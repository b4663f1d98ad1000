//! Vantage-Point Trees are a data structure for fast exact
//! k-nearest-neighbor and range searches in arbitrary metric spaces.
//!
//! Nodes live in a flat arena and refer to their children by index. Both
//! construction and search walk the tree with an explicit work-stack, so a
//! degenerate (chain-shaped) tree never exhausts the call stack.
use std::fmt::{Debug, Display, Write};

use num::{Float, NumCast};
use rand::rngs::StdRng;
use rand::{Rng, SeedableRng};
use tracing::debug;

use crate::error::{Error, Result};
use crate::median::median;
use crate::metric::{checked_distance, Metric};
use crate::point::Point;

pub trait Scalar: Float + Debug + Display {}
impl<T: Float + Debug + Display> Scalar for T {}

/// Strategy used to pick the vantage point of each partition.
#[derive(Debug, Clone, Copy, Default, PartialEq, Eq)]
pub enum VantageSelection {
    /// Uniformly at random from the remaining points.
    #[default]
    Random,
    /// The point farthest (under the tree's metric) from the coordinate-wise
    /// mean of the remaining points. Deterministic; ties go to the earliest
    /// point in input order.
    FarthestFromCentroid,
}

pub(crate) const ROOT: usize = 0;

pub(crate) struct VPNode<F, I> {
    pub(crate) center: Point<F, I>,
    pub(crate) mu: Option<F>,
    pub(crate) inner: Option<usize>,
    pub(crate) outer: Option<usize>,
}

/// Where a freshly built node hangs in the tree.
enum Slot {
    Root,
    Inner(usize),
    Outer(usize),
}

fn centroid<F: Scalar, I>(items: &[Point<F, I>], dim: usize) -> Result<Vec<F>> {
    let n: F = NumCast::from(items.len()).ok_or_else(|| {
        Error::InvalidInput(format!("{} points do not fit the scalar type", items.len()))
    })?;
    let mut sum = vec![F::zero(); dim];
    for p in items {
        for (s, &x) in sum.iter_mut().zip(p.coords()) {
            *s = *s + x;
        }
    }
    Ok(sum.into_iter().map(|s| s / n).collect())
}

fn select_vantage_point<F, I, M, R>(
    items: &[Point<F, I>],
    metric: &M,
    selection: VantageSelection,
    dim: usize,
    rng: &mut R,
) -> Result<usize>
where
    F: Scalar,
    M: Metric<F>,
    R: Rng + ?Sized,
{
    if items.len() == 1 {
        return Ok(0);
    }
    match selection {
        VantageSelection::Random => Ok(rng.gen_range(0..items.len())),
        VantageSelection::FarthestFromCentroid => {
            let c = centroid(items, dim)?;
            let mut best = (F::neg_infinity(), 0);
            for (i, p) in items.iter().enumerate() {
                let d = checked_distance(metric, &c, p.coords())?;
                if d > best.0 {
                    best = (d, i);
                }
            }
            Ok(best.1)
        }
    }
}

/// Configures and builds a [`VPTree`].
///
/// ```
/// use vpindex::{Point, VPTreeBuilder, VantageSelection, L2};
///
/// let points = vec![
///     Point::new(vec![0.0, 0.0], 'a'),
///     Point::new(vec![3.0, 4.0], 'b'),
/// ];
/// let tree = VPTreeBuilder::new(L2)
///     .selection(VantageSelection::Random)
///     .seed(7)
///     .build(points)
///     .unwrap();
/// assert_eq!(tree.len(), 2);
/// ```
#[derive(Debug, Clone)]
pub struct VPTreeBuilder<M> {
    metric: M,
    selection: VantageSelection,
    seed: Option<u64>,
}

impl<M> VPTreeBuilder<M> {
    pub fn new(metric: M) -> Self {
        VPTreeBuilder {
            metric,
            selection: VantageSelection::default(),
            seed: None,
        }
    }

    pub fn selection(mut self, selection: VantageSelection) -> Self {
        self.selection = selection;
        self
    }

    /// Seed the pivot source, making random trees reproducible.
    pub fn seed(mut self, seed: u64) -> Self {
        self.seed = Some(seed);
        self
    }

    pub fn build<F, I>(self, points: Vec<Point<F, I>>) -> Result<VPTree<F, I, M>>
    where
        F: Scalar,
        M: Metric<F>,
    {
        let mut rng = match self.seed {
            Some(seed) => StdRng::seed_from_u64(seed),
            None => StdRng::from_entropy(),
        };
        VPTree::build_with_rng(points, self.metric, self.selection, &mut rng)
    }
}

/// A vantage-point tree over a fixed set of points.
///
/// The tree is immutable once built; any number of queries may run against
/// it concurrently, each owning its own search state.
pub struct VPTree<F, I, M> {
    pub(crate) nodes: Vec<VPNode<F, I>>,
    pub(crate) metric: M,
    pub(crate) dim: usize,
}

impl<F: Scalar, I, M: Metric<F>> VPTree<F, I, M> {
    /// Construct a new vantage point tree with randomly chosen vantage
    /// points.
    pub fn new(points: Vec<Point<F, I>>, metric: M) -> Result<Self> {
        VPTreeBuilder::new(metric).build(points)
    }

    /// Construct a tree, drawing vantage points from `rng`.
    ///
    /// Fails with [`Error::InvalidInput`] on an empty point set and with
    /// [`Error::DimensionMismatch`] if the points disagree on
    /// dimensionality.
    pub fn build_with_rng<R: Rng + ?Sized>(
        points: Vec<Point<F, I>>,
        metric: M,
        selection: VantageSelection,
        rng: &mut R,
    ) -> Result<Self> {
        let n = points.len();
        let dim = match points.first() {
            Some(p) => p.dim(),
            None => {
                return Err(Error::InvalidInput(
                    "cannot build a tree from an empty point set".to_string(),
                ))
            }
        };
        if let Some(p) = points.iter().find(|p| p.dim() != dim) {
            return Err(Error::DimensionMismatch {
                expected: dim,
                actual: p.dim(),
            });
        }

        let mut nodes: Vec<VPNode<F, I>> = Vec::with_capacity(n);
        let mut pending = vec![(points, Slot::Root)];
        let mut distances: Vec<F> = Vec::new();
        let mut scratch: Vec<F> = Vec::new();

        while let Some((mut items, slot)) = pending.pop() {
            let at = select_vantage_point(&items, &metric, selection, dim, rng)?;
            let center = items.remove(at);

            let idx = nodes.len();
            match slot {
                Slot::Root => {}
                Slot::Inner(parent) => nodes[parent].inner = Some(idx),
                Slot::Outer(parent) => nodes[parent].outer = Some(idx),
            }

            if items.is_empty() {
                nodes.push(VPNode { center, mu: None, inner: None, outer: None });
                continue;
            }

            distances.clear();
            for p in &items {
                distances.push(checked_distance(&metric, center.coords(), p.coords())?);
            }
            scratch.clear();
            scratch.extend_from_slice(&distances);
            let mu = median(&mut scratch)
                .ok_or_else(|| Error::InvalidInput("empty partition".to_string()))?;

            // Points exactly at the median go outside.
            let mut inner_items = Vec::new();
            let mut outer_items = Vec::new();
            for (p, &d) in items.into_iter().zip(distances.iter()) {
                if d >= mu {
                    outer_items.push(p);
                } else {
                    inner_items.push(p);
                }
            }

            nodes.push(VPNode { center, mu: Some(mu), inner: None, outer: None });
            if !outer_items.is_empty() {
                pending.push((outer_items, Slot::Outer(idx)));
            }
            if !inner_items.is_empty() {
                pending.push((inner_items, Slot::Inner(idx)));
            }
        }

        let tree = VPTree { nodes, metric, dim };
        debug!(
            points = n,
            dim,
            height = tree.height(),
            ?selection,
            "built vantage-point tree"
        );
        Ok(tree)
    }
}

impl<F, I, M> VPTree<F, I, M> {
    /// Number of indexed points (equal to the number of nodes).
    pub fn len(&self) -> usize {
        self.nodes.len()
    }

    /// Always false: a tree holds at least one point.
    pub fn is_empty(&self) -> bool {
        self.nodes.is_empty()
    }

    /// Dimensionality shared by every indexed point.
    pub fn dimension(&self) -> usize {
        self.dim
    }

    pub fn metric(&self) -> &M {
        &self.metric
    }

    /// Number of nodes on the longest root-to-leaf path.
    pub fn height(&self) -> usize {
        let mut height = 0;
        let mut stack = vec![(ROOT, 1)];
        while let Some((idx, depth)) = stack.pop() {
            height = height.max(depth);
            let node = &self.nodes[idx];
            stack.extend(node.inner.iter().chain(node.outer.iter()).map(|&c| (c, depth + 1)));
        }
        height
    }

    /// All indexed points, in no particular order.
    pub fn iter(&self) -> impl Iterator<Item = &Point<F, I>> + '_ {
        self.nodes.iter().map(|n| &n.center)
    }

    pub fn root(&self) -> NodeRef<'_, F, I, M> {
        NodeRef { tree: self, index: ROOT }
    }

    /// Render the tree as indented text, one node per line.
    pub fn dump(&self) -> String
    where
        F: Debug,
        I: Debug,
    {
        let mut out = String::new();
        let mut stack = vec![(ROOT, 0, "root")];
        while let Some((idx, depth, side)) = stack.pop() {
            let node = &self.nodes[idx];
            let _ = writeln!(
                out,
                "{:indent$}{} id={:?} at={:?} mu={:?}",
                "",
                side,
                node.center.id(),
                node.center.coords(),
                node.mu,
                indent = depth * 2
            );
            if let Some(outer) = node.outer {
                stack.push((outer, depth + 1, "outer"));
            }
            if let Some(inner) = node.inner {
                stack.push((inner, depth + 1, "inner"));
            }
        }
        out
    }
}

/// Read-only view of one node of a [`VPTree`].
pub struct NodeRef<'a, F, I, M> {
    tree: &'a VPTree<F, I, M>,
    index: usize,
}

impl<'a, F, I, M> Clone for NodeRef<'a, F, I, M> {
    fn clone(&self) -> Self {
        *self
    }
}

impl<'a, F, I, M> Copy for NodeRef<'a, F, I, M> {}

impl<'a, F, I, M> NodeRef<'a, F, I, M> {
    fn node(&self) -> &'a VPNode<F, I> {
        &self.tree.nodes[self.index]
    }

    pub fn vantage_point(&self) -> &'a Point<F, I> {
        &self.node().center
    }

    /// Partitioning radius; `None` for a leaf.
    pub fn threshold(&self) -> Option<F>
    where
        F: Copy,
    {
        self.node().mu
    }

    /// Subtree of points strictly closer than the threshold.
    pub fn inner(&self) -> Option<Self> {
        self.node().inner.map(|index| NodeRef { tree: self.tree, index })
    }

    /// Subtree of points at or beyond the threshold.
    pub fn outer(&self) -> Option<Self> {
        self.node().outer.map(|index| NodeRef { tree: self.tree, index })
    }

    pub fn is_leaf(&self) -> bool {
        self.node().mu.is_none()
    }

    /// Every point stored in this node's subtree, itself included.
    pub fn subtree_points(&self) -> Vec<&'a Point<F, I>> {
        let mut points = Vec::new();
        let mut stack = vec![self.index];
        while let Some(idx) = stack.pop() {
            let node = &self.tree.nodes[idx];
            points.push(&node.center);
            stack.extend(node.inner.iter().chain(node.outer.iter()));
        }
        points
    }
}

- _AIM OF THE EXERCISE_: Across the material above, count each line with the string "built" and state the number alone.

- _RESPONSE_: 3